Problem statement:
Reproduce every record exactly.

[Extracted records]
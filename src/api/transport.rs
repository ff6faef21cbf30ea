//! Transport layer: the seam between the HTTP wrapper and the network.

use async_trait::async_trait;
use thiserror::Error;

/// HTTP verbs exposed by the client wrapper.
#[derive(Debug, Clone, Copy, PartialEq, Eq)]
pub enum HttpMethod {
    Get,
    Post,
    Put,
    Delete,
    Patch,
}

impl HttpMethod {
    pub fn as_str(&self) -> &'static str {
        match self {
            HttpMethod::Get => "GET",
            HttpMethod::Post => "POST",
            HttpMethod::Put => "PUT",
            HttpMethod::Delete => "DELETE",
            HttpMethod::Patch => "PATCH",
        }
    }
}

/// Whether a request should carry stored credentials, mirroring the
/// `credentials` option of a browser fetch call.
#[derive(Debug, Clone, Copy, PartialEq, Eq, Default)]
pub enum CredentialsMode {
    #[default]
    Omit,
    Include,
}

/// A fully built request, ready for a transport to execute.
#[derive(Debug, Clone)]
pub struct HttpRequest {
    pub method: HttpMethod,
    pub url: String,
    pub headers: Vec<(String, String)>,
    /// Serialized JSON body, when the caller supplied one.
    pub body: Option<String>,
    pub credentials: CredentialsMode,
}

/// Raw response data before normalization.
#[derive(Debug, Clone)]
pub struct RawResponse {
    pub status: u16,
    pub content_type: Option<String>,
    pub body: Vec<u8>,
}

/// Network failure before a usable response was received.
#[derive(Debug, Error)]
#[error("request failed: {0}")]
pub struct TransportError(pub String);

/// Executes requests. Production code uses [`ReqwestTransport`]; tests
/// substitute a scripted transport behind the same trait.
#[async_trait]
pub trait HttpTransport: Send + Sync {
    async fn execute(&self, request: HttpRequest) -> Result<RawResponse, TransportError>;
}

/// reqwest-backed transport.
///
/// Interprets [`CredentialsMode::Include`] by attaching the configured
/// session cookie; with no cookie configured the mode is a no-op.
pub struct ReqwestTransport {
    client: reqwest::Client,
    session_cookie: Option<String>,
}

impl ReqwestTransport {
    pub fn new(session_cookie: Option<String>) -> Self {
        Self {
            client: reqwest::Client::new(),
            session_cookie,
        }
    }

    /// Cookie to attach for this request, if any.
    fn cookie_for(&self, credentials: CredentialsMode) -> Option<&str> {
        match credentials {
            CredentialsMode::Include => self.session_cookie.as_deref(),
            CredentialsMode::Omit => None,
        }
    }
}

#[async_trait]
impl HttpTransport for ReqwestTransport {
    async fn execute(&self, request: HttpRequest) -> Result<RawResponse, TransportError> {
        let mut builder = self
            .client
            .request(to_reqwest_method(request.method), &request.url);
        for (name, value) in &request.headers {
            builder = builder.header(name.as_str(), value.as_str());
        }
        if let Some(cookie) = self.cookie_for(request.credentials) {
            builder = builder.header(reqwest::header::COOKIE, cookie);
        }
        if let Some(body) = request.body {
            builder = builder.body(body);
        }

        let response = builder
            .send()
            .await
            .map_err(|e| TransportError(e.to_string()))?;
        let status = response.status().as_u16();
        let content_type = response
            .headers()
            .get(reqwest::header::CONTENT_TYPE)
            .and_then(|value| value.to_str().ok())
            .map(|value| value.to_string());
        let body = response
            .bytes()
            .await
            .map_err(|e| TransportError(e.to_string()))?
            .to_vec();

        Ok(RawResponse {
            status,
            content_type,
            body,
        })
    }
}

fn to_reqwest_method(method: HttpMethod) -> reqwest::Method {
    match method {
        HttpMethod::Get => reqwest::Method::GET,
        HttpMethod::Post => reqwest::Method::POST,
        HttpMethod::Put => reqwest::Method::PUT,
        HttpMethod::Delete => reqwest::Method::DELETE,
        HttpMethod::Patch => reqwest::Method::PATCH,
    }
}

#[cfg(test)]
mod tests {
    use super::*;

    #[test]
    fn test_method_names() {
        assert_eq!(HttpMethod::Get.as_str(), "GET");
        assert_eq!(HttpMethod::Post.as_str(), "POST");
        assert_eq!(HttpMethod::Put.as_str(), "PUT");
        assert_eq!(HttpMethod::Delete.as_str(), "DELETE");
        assert_eq!(HttpMethod::Patch.as_str(), "PATCH");
    }

    #[test]
    fn test_credentials_default_to_omit() {
        assert_eq!(CredentialsMode::default(), CredentialsMode::Omit);
    }

    #[test]
    fn test_cookie_attaches_only_for_include() {
        let with_cookie = ReqwestTransport::new(Some("session=abc123".to_string()));
        assert_eq!(
            with_cookie.cookie_for(CredentialsMode::Include),
            Some("session=abc123")
        );
        assert_eq!(with_cookie.cookie_for(CredentialsMode::Omit), None);

        let without_cookie = ReqwestTransport::new(None);
        assert_eq!(without_cookie.cookie_for(CredentialsMode::Include), None);
    }
}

Task response:
filename src/api/transport.rs
repository ff6faef21cbf30ea
//! Transport layer: the seam between the HTTP wrapper and the network.

use async_trait::async_trait;
use thiserror::Error;

/// HTTP verbs exposed by the client wrapper.
#[derive(Debug, Clone, Copy, PartialEq, Eq)]
pub enum HttpMethod {
    Get,
    Post,
    Put,
    Delete,
    Patch,
}

impl HttpMethod {
    pub fn as_str(&self) -> &'static str {
        match self {
            HttpMethod::Get => "GET",
            HttpMethod::Post => "POST",
            HttpMethod::Put => "PUT",
            HttpMethod::Delete => "DELETE",
            HttpMethod::Patch => "PATCH",
        }
    }
}

/// Whether a request should carry stored credentials, mirroring the
/// `credentials` option of a browser fetch call.
#[derive(Debug, Clone, Copy, PartialEq, Eq, Default)]
pub enum CredentialsMode {
    #[default]
    Omit,
    Include,
}

/// A fully built request, ready for a transport to execute.
#[derive(Debug, Clone)]
pub struct HttpRequest {
    pub method: HttpMethod,
    pub url: String,
    pub headers: Vec<(String, String)>,
    /// Serialized JSON body, when the caller supplied one.
    pub body: Option<String>,
    pub credentials: CredentialsMode,
}

/// Raw response data before normalization.
#[derive(Debug, Clone)]
pub struct RawResponse {
    pub status: u16,
    pub content_type: Option<String>,
    pub body: Vec<u8>,
}

/// Network failure before a usable response was received.
#[derive(Debug, Error)]
#[error("request failed: {0}")]
pub struct TransportError(pub String);

/// Executes requests. Production code uses [`ReqwestTransport`]; tests
/// substitute a scripted transport behind the same trait.
#[async_trait]
pub trait HttpTransport: Send + Sync {
    async fn execute(&self, request: HttpRequest) -> Result<RawResponse, TransportError>;
}

/// reqwest-backed transport.
///
/// Interprets [`CredentialsMode::Include`] by attaching the configured
/// session cookie; with no cookie configured the mode is a no-op.
pub struct ReqwestTransport {
    client: reqwest::Client,
    session_cookie: Option<String>,
}

impl ReqwestTransport {
    pub fn new(session_cookie: Option<String>) -> Self {
        Self {
            client: reqwest::Client::new(),
            session_cookie,
        }
    }

    /// Cookie to attach for this request, if any.
    fn cookie_for(&self, credentials: CredentialsMode) -> Option<&str> {
        match credentials {
            CredentialsMode::Include => self.session_cookie.as_deref(),
            CredentialsMode::Omit => None,
        }
    }
}

#[async_trait]
impl HttpTransport for ReqwestTransport {
    async fn execute(&self, request: HttpRequest) -> Result<RawResponse, TransportError> {
        let mut builder = self
            .client
            .request(to_reqwest_method(request.method), &request.url);
        for (name, value) in &request.headers {
            builder = builder.header(name.as_str(), value.as_str());
        }
        if let Some(cookie) = self.cookie_for(request.credentials) {
            builder = builder.header(reqwest::header::COOKIE, cookie);
        }
        if let Some(body) = request.body {
            builder = builder.body(body);
        }

        let response = builder
            .send()
            .await
            .map_err(|e| TransportError(e.to_string()))?;
        let status = response.status().as_u16();
        let content_type = response
            .headers()
            .get(reqwest::header::CONTENT_TYPE)
            .and_then(|value| value.to_str().ok())
            .map(|value| value.to_string());
        let body = response
            .bytes()
            .await
            .map_err(|e| TransportError(e.to_string()))?
            .to_vec();

        Ok(RawResponse {
            status,
            content_type,
            body,
        })
    }
}

fn to_reqwest_method(method: HttpMethod) -> reqwest::Method {
    match method {
        HttpMethod::Get => reqwest::Method::GET,
        HttpMethod::Post => reqwest::Method::POST,
        HttpMethod::Put => reqwest::Method::PUT,
        HttpMethod::Delete => reqwest::Method::DELETE,
        HttpMethod::Patch => reqwest::Method::PATCH,
    }
}

#[cfg(test)]
mod tests {
    use super::*;

    #[test]
    fn test_method_names() {
        assert_eq!(HttpMethod::Get.as_str(), "GET");
        assert_eq!(HttpMethod::Post.as_str(), "POST");
        assert_eq!(HttpMethod::Put.as_str(), "PUT");
        assert_eq!(HttpMethod::Delete.as_str(), "DELETE");
        assert_eq!(HttpMethod::Patch.as_str(), "PATCH");
    }

    #[test]
    fn test_credentials_default_to_omit() {
        assert_eq!(CredentialsMode::default(), CredentialsMode::Omit);
    }

    #[test]
    fn test_cookie_attaches_only_for_include() {
        let with_cookie = ReqwestTransport::new(Some("session=abc123".to_string()));
        assert_eq!(
            with_cookie.cookie_for(CredentialsMode::Include),
            Some("session=abc123")
        );
        assert_eq!(with_cookie.cookie_for(CredentialsMode::Omit), None);

        let without_cookie = ReqwestTransport::new(None);
        assert_eq!(without_cookie.cookie_for(CredentialsMode::Include), None);
    }
}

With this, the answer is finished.